[Opening DATA FOR REVIEW section]

//! Multisig error taxonomy

use crate::multisig::executor::ExecutorError;
use crate::multisig::transaction::TxId;
use thiserror::Error;

/// Errors raised by the multisig engine.
///
/// Every failure aborts the whole operation; no state is changed.
#[derive(Error, Debug)]
pub enum MultisigError {
    // Configuration
    #[error("Invalid owner count: {0} (need at least 2)")]
    InvalidOwnerCount(usize),
    #[error("Invalid threshold: {threshold} for {owners} owners")]
    InvalidThreshold { threshold: u32, owners: usize },
    #[error("Duplicate owner: {0}")]
    DuplicateOwner(String),
    #[error("Owner is not a key address: {0}")]
    InvalidOwnerAddress(String),

    // Authorization
    #[error("Caller is not an owner: {0}")]
    NotOwner(String),
    #[error("Public key not set for {0}")]
    PublicKeyNotSet(String),
    #[error("Public key does not derive to caller address {0}")]
    KeyAddressMismatch(String),
    #[error("Invalid nonce for {caller}: expected {expected}, got {got}")]
    InvalidNonce {
        caller: String,
        expected: u64,
        got: u64,
    },

    // State
    #[error("Transaction not found: {0}")]
    TxNotFound(TxId),
    #[error("Transaction {tx_id} already confirmed by {owner}")]
    AlreadyConfirmed { owner: String, tx_id: TxId },
    #[error("Transaction already executed: {0}")]
    AlreadyExecuted(TxId),
    #[error("Threshold not met: have {have}, need {need}")]
    ThresholdNotMet { have: u32, need: u32 },

    // Authentication
    #[error("Invalid signature length: {0} (expected 2)")]
    InvalidSignatureLength(usize),
    #[error("Invalid signature")]
    InvalidSignature,

    // Persisted state
    #[error("Inconsistent account state: {0}")]
    Inconsistent(String),

    #[error("Execution failed: {0}")]
    Execution(#[from] ExecutorError),
}
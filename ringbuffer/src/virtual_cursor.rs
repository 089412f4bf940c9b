//! Speculative reads on top of [`RingBuffer`].
//!
//! A virtual read copies bytes out like [`RingBuffer::read`] but advances a
//! shadow cursor instead of the committed one. The consumer then either
//! commits the bytes with [`virtual_flush`](RingBuffer::virtual_flush) or
//! gives them back with [`virtual_revert`](RingBuffer::virtual_revert).
//!
//! This suits frame decoders: read a header speculatively, and if the body
//! has not fully arrived yet, revert and wait for more writes.
//!
//! ```
//! use giztoy_ringbuffer::RingBuffer;
//!
//! let mut buf = RingBuffer::new(16);
//! buf.write(&[3, b'a', b'b']); // length-prefixed frame, one byte short
//!
//! let mut len = [0u8; 1];
//! buf.virtual_read(&mut len).unwrap();
//! if buf.len() - buf.virtual_len() < len[0] as usize {
//!     buf.virtual_revert();
//! }
//! assert_eq!(buf.len(), 3);
//!
//! buf.write(b"c");
//! buf.virtual_read(&mut len).unwrap();
//! let mut body = vec![0u8; len[0] as usize];
//! buf.virtual_read(&mut body).unwrap();
//! buf.virtual_flush();
//! assert_eq!(body, b"abc");
//! assert!(buf.is_empty());
//! ```
//!
//! Committed consumption ([`read`](RingBuffer::read),
//! [`read_byte`](RingBuffer::read_byte), [`retrieve`](RingBuffer::retrieve),
//! [`retrieve_all`](RingBuffer::retrieve_all), [`reset`](RingBuffer::reset))
//! discards any pending virtual read. Writes, including ones that grow the
//! storage, leave it intact.

use crate::error::{BufferError, Result};
use crate::ring_buffer::RingBuffer;

impl RingBuffer {
    /// Reads up to `dst.len()` bytes past the virtual cursor.
    ///
    /// The committed read position, [`len`](Self::len) and the stored bytes
    /// are unchanged. Fails with [`BufferError::Empty`] when every readable
    /// byte has already been read virtually.
    pub fn virtual_read(&mut self, dst: &mut [u8]) -> Result<usize> {
        if dst.is_empty() {
            return Ok(0);
        }

        let available = self.len() - self.virtual_len;
        if available == 0 {
            return Err(BufferError::Empty);
        }

        let n = dst.len().min(available);
        self.copy_out(self.virtual_read_pos(), &mut dst[..n]);
        self.virtual_len += n;
        Ok(n)
    }

    /// Returns the number of bytes read virtually but not yet committed.
    pub fn virtual_len(&self) -> usize {
        self.virtual_len
    }

    /// Commits the pending virtual read, dropping those bytes.
    pub fn virtual_flush(&mut self) {
        let n = self.virtual_len;
        self.retrieve(n);
        self.virtual_len = 0;
    }

    /// Discards the pending virtual read, making those bytes readable again.
    pub fn virtual_revert(&mut self) {
        self.virtual_len = 0;
    }

    fn virtual_read_pos(&self) -> usize {
        // Only called with bytes available, so capacity > 0.
        (self.read_pos() + self.virtual_len) % self.capacity()
    }
}
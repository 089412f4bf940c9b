//! Error types for ring buffer operations.

use std::io;

/// Result type alias for ring buffer operations.
pub type Result<T> = std::result::Result<T, BufferError>;

/// Ring buffer operation error.
///
/// `Empty` is the only error the buffer algorithm itself produces. It is
/// always recoverable: the caller should retry after more data is written.
/// There is no "full" error, writes grow the buffer instead.
#[derive(Debug, Clone, PartialEq, Eq, thiserror::Error)]
pub enum BufferError {
    /// A read was requested but no bytes are available.
    #[error("ringbuffer: empty")]
    Empty,

    /// A pool configuration was rejected.
    #[error("ringbuffer: invalid config: {0}")]
    InvalidConfig(String),
}

impl BufferError {
    /// Returns true if this is the recoverable "no data yet" condition.
    pub fn is_empty(&self) -> bool {
        matches!(self, BufferError::Empty)
    }
}

impl From<BufferError> for io::Error {
    fn from(err: BufferError) -> Self {
        match err {
            // Ok(0) would read as EOF to io::Read callers.
            BufferError::Empty => io::Error::new(io::ErrorKind::WouldBlock, err),
            BufferError::InvalidConfig(_) => io::Error::new(io::ErrorKind::InvalidInput, err),
        }
    }
}
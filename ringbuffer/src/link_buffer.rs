//! Two-stage buffer that spills into an overflow buffer.

use tracing::debug;

use crate::error::{BufferError, Result};
use crate::ring_buffer::RingBuffer;

/// A primary [`RingBuffer`] chained to an overflow buffer.
///
/// Writes that do not fit the primary's free space go to a second buffer
/// (twice the primary's capacity, or the write's length if larger) instead
/// of growing the primary. Once the overflow exists every write goes there,
/// so bytes are always read back in the order they were written. When a read
/// drains the primary, the overflow takes its place.
///
/// # Example
///
/// ```
/// use giztoy_ringbuffer::LinkBuffer;
///
/// let mut buf = LinkBuffer::new(4);
/// buf.write(b"abc");
/// buf.write(b"defg"); // does not fit, spills over
/// assert_eq!(buf.capacity(), 4 + 8);
///
/// let mut out = [0u8; 7];
/// assert_eq!(buf.read(&mut out).unwrap(), 7);
/// assert_eq!(&out, b"abcdefg");
/// ```
#[derive(Debug, Default)]
pub struct LinkBuffer {
    buf: RingBuffer,
    next: Option<RingBuffer>,
}

impl LinkBuffer {
    /// Creates a buffer whose primary stage has the given capacity.
    pub fn new(capacity: usize) -> Self {
        LinkBuffer {
            buf: RingBuffer::new(capacity),
            next: None,
        }
    }

    /// Writes all of `data`. Returns `data.len()`.
    pub fn write(&mut self, data: &[u8]) -> usize {
        if data.is_empty() {
            return 0;
        }
        if self.next.is_none() && self.buf.free() >= data.len() {
            return self.buf.write(data);
        }

        let capacity = (self.buf.capacity() * 2).max(data.len());
        let next = self.next.get_or_insert_with(|| {
            debug!(capacity, "ringbuffer link: spill into overflow buffer");
            RingBuffer::new(capacity)
        });
        next.write(data)
    }

    /// Reads up to `dst.len()` bytes, draining the primary before the
    /// overflow.
    ///
    /// Fails with [`BufferError::Empty`] only when both stages are empty.
    pub fn read(&mut self, dst: &mut [u8]) -> Result<usize> {
        if dst.is_empty() {
            return Ok(0);
        }

        let mut n = 0;
        if !self.buf.is_empty() {
            n = self.buf.read(dst)?;
        }
        if n < dst.len() {
            if let Some(next) = self.next.as_mut().filter(|b| !b.is_empty()) {
                n += next.read(&mut dst[n..])?;
            }
        }
        self.promote();

        if n == 0 {
            return Err(BufferError::Empty);
        }
        Ok(n)
    }

    /// Returns the number of readable bytes across both stages.
    pub fn len(&self) -> usize {
        self.buf.len() + self.next.as_ref().map_or(0, RingBuffer::len)
    }

    /// Returns the total storage across both stages.
    pub fn capacity(&self) -> usize {
        self.buf.capacity() + self.next.as_ref().map_or(0, RingBuffer::capacity)
    }

    pub fn is_empty(&self) -> bool {
        self.buf.is_empty() && self.next.as_ref().is_none_or(RingBuffer::is_empty)
    }

    /// Returns true if an overflow buffer is in use.
    pub fn is_spilled(&self) -> bool {
        self.next.is_some()
    }

    /// Empties both stages and drops the overflow buffer.
    pub fn reset(&mut self) {
        self.buf.reset();
        self.next = None;
    }

    fn promote(&mut self) {
        if !self.buf.is_empty() {
            return;
        }
        if let Some(next) = self.next.take() {
            debug!(
                capacity = next.capacity(),
                "ringbuffer link: promote overflow buffer"
            );
            self.buf = next;
        }
    }
}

[Closing DATA FOR REVIEW section]

From the material above, copy exactly the lines between the line holding "Speculative reads on" and the line holding "commits the bytes", inclusive, and only those.

■ TASK ANSWER ■
//! Speculative reads on top of [`RingBuffer`].
//!
//! A virtual read copies bytes out like [`RingBuffer::read`] but advances a
//! shadow cursor instead of the committed one. The consumer then either
//! commits the bytes with [`virtual_flush`](RingBuffer::virtual_flush) or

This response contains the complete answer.